What is needed is a copy of each line in the listing below that contains "iteration".

**Excerpted records:**

====

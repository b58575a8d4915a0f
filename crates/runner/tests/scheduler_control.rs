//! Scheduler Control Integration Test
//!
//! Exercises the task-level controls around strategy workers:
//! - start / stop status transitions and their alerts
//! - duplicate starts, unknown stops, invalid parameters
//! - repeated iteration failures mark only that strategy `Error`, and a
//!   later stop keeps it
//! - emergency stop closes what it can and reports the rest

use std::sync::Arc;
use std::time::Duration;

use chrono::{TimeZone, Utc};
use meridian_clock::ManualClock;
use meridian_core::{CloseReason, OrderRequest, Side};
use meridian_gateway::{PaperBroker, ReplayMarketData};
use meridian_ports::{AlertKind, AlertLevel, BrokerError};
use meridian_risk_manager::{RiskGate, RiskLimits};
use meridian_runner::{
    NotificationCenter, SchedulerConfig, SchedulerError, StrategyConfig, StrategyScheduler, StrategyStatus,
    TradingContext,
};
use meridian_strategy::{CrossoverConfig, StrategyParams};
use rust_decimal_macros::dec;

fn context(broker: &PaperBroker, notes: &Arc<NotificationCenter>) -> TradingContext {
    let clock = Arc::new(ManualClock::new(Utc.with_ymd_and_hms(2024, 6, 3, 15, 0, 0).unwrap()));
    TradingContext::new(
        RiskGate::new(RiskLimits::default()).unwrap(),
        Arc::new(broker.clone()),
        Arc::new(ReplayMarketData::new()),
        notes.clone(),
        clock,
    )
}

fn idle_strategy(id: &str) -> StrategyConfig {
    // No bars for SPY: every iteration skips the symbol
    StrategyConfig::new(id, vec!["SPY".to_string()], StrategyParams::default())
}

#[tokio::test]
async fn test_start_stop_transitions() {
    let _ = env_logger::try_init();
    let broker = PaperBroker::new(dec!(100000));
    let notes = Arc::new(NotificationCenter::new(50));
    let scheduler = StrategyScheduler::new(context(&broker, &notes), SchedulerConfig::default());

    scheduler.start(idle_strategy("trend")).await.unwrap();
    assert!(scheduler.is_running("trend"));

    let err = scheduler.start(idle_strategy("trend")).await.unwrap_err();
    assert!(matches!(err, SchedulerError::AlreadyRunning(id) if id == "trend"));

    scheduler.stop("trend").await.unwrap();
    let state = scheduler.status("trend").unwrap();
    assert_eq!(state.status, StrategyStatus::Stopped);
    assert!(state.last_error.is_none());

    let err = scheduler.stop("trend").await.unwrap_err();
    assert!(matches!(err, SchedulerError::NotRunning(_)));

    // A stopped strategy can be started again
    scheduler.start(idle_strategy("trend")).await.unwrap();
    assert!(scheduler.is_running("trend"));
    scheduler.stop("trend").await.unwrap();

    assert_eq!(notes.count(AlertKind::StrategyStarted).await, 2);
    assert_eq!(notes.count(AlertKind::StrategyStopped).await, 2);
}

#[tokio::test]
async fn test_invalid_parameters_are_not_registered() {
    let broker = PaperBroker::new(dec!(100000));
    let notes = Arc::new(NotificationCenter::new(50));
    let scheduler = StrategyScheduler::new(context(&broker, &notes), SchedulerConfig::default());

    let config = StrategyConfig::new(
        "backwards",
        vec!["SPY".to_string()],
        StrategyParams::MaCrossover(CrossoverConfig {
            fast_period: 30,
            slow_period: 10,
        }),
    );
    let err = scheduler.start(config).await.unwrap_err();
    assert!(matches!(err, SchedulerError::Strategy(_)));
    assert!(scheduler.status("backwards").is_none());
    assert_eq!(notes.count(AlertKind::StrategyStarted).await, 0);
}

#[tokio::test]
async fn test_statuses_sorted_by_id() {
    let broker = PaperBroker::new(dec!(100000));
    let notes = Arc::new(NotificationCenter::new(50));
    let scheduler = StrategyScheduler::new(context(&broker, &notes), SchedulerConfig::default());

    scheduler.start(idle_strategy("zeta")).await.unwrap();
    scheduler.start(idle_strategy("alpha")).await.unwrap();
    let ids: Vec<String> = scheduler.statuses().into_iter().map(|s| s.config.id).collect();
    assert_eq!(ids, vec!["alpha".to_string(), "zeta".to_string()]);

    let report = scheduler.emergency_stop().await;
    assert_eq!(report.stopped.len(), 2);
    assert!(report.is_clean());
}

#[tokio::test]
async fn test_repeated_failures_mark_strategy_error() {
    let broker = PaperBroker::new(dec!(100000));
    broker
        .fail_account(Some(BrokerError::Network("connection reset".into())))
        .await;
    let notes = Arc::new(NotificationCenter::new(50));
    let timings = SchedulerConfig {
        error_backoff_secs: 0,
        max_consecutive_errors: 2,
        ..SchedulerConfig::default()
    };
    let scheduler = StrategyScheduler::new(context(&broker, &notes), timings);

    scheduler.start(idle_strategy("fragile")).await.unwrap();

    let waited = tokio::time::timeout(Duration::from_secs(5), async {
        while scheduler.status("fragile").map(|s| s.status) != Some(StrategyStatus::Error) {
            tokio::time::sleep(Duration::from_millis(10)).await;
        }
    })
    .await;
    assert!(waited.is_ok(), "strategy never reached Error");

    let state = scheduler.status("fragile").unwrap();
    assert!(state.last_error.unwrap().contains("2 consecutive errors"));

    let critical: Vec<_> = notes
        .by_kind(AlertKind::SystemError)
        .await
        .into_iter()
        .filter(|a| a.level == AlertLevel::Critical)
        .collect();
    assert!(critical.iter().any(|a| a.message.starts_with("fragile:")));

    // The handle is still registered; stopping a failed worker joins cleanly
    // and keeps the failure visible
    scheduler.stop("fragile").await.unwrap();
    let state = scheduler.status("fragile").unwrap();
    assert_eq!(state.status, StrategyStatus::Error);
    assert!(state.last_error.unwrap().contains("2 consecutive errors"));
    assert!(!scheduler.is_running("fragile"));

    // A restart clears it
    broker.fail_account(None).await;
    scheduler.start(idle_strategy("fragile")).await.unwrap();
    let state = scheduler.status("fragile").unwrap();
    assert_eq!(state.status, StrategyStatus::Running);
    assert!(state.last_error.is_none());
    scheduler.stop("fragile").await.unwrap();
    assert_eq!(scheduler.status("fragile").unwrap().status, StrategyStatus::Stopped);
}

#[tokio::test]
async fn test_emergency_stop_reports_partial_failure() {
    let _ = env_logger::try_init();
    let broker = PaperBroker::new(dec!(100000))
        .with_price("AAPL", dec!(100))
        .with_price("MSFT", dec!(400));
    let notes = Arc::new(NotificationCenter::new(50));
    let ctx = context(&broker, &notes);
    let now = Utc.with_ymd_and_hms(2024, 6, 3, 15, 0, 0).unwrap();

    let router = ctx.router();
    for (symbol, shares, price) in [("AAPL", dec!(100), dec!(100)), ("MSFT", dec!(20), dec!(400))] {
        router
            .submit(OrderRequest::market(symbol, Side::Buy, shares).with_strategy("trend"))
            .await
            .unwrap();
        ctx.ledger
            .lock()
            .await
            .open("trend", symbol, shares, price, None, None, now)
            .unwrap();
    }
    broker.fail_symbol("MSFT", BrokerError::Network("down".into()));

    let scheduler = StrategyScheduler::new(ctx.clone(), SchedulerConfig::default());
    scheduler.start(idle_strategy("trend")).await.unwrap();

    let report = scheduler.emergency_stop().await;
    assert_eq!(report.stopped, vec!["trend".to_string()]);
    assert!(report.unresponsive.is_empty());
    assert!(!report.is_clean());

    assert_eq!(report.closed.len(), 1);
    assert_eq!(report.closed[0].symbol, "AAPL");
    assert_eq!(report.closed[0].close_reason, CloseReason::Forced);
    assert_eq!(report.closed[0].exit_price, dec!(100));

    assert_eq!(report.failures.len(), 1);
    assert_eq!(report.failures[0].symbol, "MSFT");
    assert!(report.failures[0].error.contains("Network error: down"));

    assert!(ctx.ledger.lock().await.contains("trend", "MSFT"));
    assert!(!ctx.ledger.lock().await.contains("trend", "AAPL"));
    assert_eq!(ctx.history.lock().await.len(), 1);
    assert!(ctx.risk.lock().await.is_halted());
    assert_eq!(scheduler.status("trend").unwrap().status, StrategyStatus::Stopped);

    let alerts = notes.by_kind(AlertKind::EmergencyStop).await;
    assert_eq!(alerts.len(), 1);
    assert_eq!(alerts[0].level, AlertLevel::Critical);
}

====

**Solution for this problem:**
//! - repeated iteration failures mark only that strategy `Error`, and a
    // No bars for SPY: every iteration skips the symbol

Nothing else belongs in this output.